Conducting regular royalty audits offers other advantages, Rattner maintains. Often, the prospect of facing an external audit will prompt a licensee to self-audit, which may in turn generate a voluntary disclosure of under-reporting. Often, these mistakes are unintentional. For example, a company’s R&D department may use a licensed technology to develop a new product but neglect to submit the proper paperwork internally. Consequently, the licensee’s accounting department will shortchange the TTO when the product launches commercially.

“If somebody underpaid us drastically, I’d want to know the reason why,” Moore says. “Was it a strict accounting determination? Were they under-reporting sales? The bullet points under the dollar figure that explain what caused the discrepancy are important.” If a licensee’s audit revealed questionable accounting or reporting tactics, “we would factor that in to consider auditing them more often in the future — especially if it was a big royalty earner,” Moore says.

ISU also accelerates its audit schedule when the “gut instinct” suggested in Rattner’s checklist raises doubts about a licensee’s internal accounting processes. If the TTO’s outside auditor finds a large royalty underpayment, Lovejoy may repeat the audit the following year. She’s also sensitive to major changes in a licensee’s management, product stream, or target market. “We’re doing four audits this year, and two of them are repeats,” she tells TTT.

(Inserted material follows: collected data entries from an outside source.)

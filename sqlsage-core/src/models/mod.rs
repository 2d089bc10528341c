pub mod fragment;
pub mod response;
pub mod schema;
pub mod session;

pub use fragment::{FragmentEntry, FragmentIndex, FragmentIndexHandle};
pub use response::{CellValue, ColumnKind, QueryComplexity, QueryMetrics, QueryResponse, ResultColumn, TabularResult};
pub use schema::{ColumnDescriptor, ForeignKeyDescriptor, SchemaSnapshot};
pub use session::Session;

Address audits in contract

Write your contracts to provide for the ability to audit on an ad hoc basis and make the terms as friendly to the university as you can, sources suggest. For example, seek to extend as far as possible the number of years you can reach back to recoup underpayments and the amount of interest you can charge on them. Although ISU generally uses an outside auditor, its contracts allow audits by internal staff. “We haven’t had our licensees complain about a request to audit,” Lovejoy says, crediting the “fairly broad” language in its licensing agreements.

In fact, ISU staff conduct informal audits of licensees in its germplasm program when the licensing associate and researcher make annual visits to these companies. “We attach a royalty report to each license, so it’s pretty clear how to do the calculations,” Lovejoy says. During the visits, “we go over the royalty reports and the process of completing these reports so we know they’re reporting accurately.”

Licensees also should bear the cost of the audit if an underpayment to the licensor exceeds a certain threshold — for example, 5% to as little as 2%, Moore suggests. License agreements should set expectations at the front end, Lovejoy agrees, noting that licensees “pay us the lesser of 5% or a fixed dollar amount” when significant royalty errors are found.

Rattner stresses that the audit checklist is most beneficial when used consistently. Decide up front what thresholds you will set to manage audits internally and when to send a license for external review. Prepare to act when a licensee’s risk score suggests that oversight is needed.

Even when a score is low, “that is not to say that a license doesn’t deserve an audit,” Rattner says. The very process of monitoring your licenses on a regular basis will help attune your staff to certain peculiarities in the licensee’s behavior that may suggest the need for a review.

Failing to audit a licensee altogether is never a smart move. In 20 years of working with licensees, for instance, Lovejoy says only one company has contacted the university proactively to admit to a mistake in its royalty payments.

“Every entity has a responsibility — in the case of a university, to the inventors, the lab, the institution itself, and the state in which the university resides — to use good business practices,” Rattner emphasizes. Even when the checks arrive on time and the reports are submitted properly, “if you’ve had a license for 10 years that you’ve never audited, it still behooves you to conduct an audit.”

The relationships surrounding some license agreements are more sensitive than others, “and you may not want to rattle the chain of the licensee,” Rattner concedes. “But the licensee world has become educated. Just like income tax audits by the IRS, licensees — especially big pharmas and biotechs — recognize that royalty audits are going to take place.”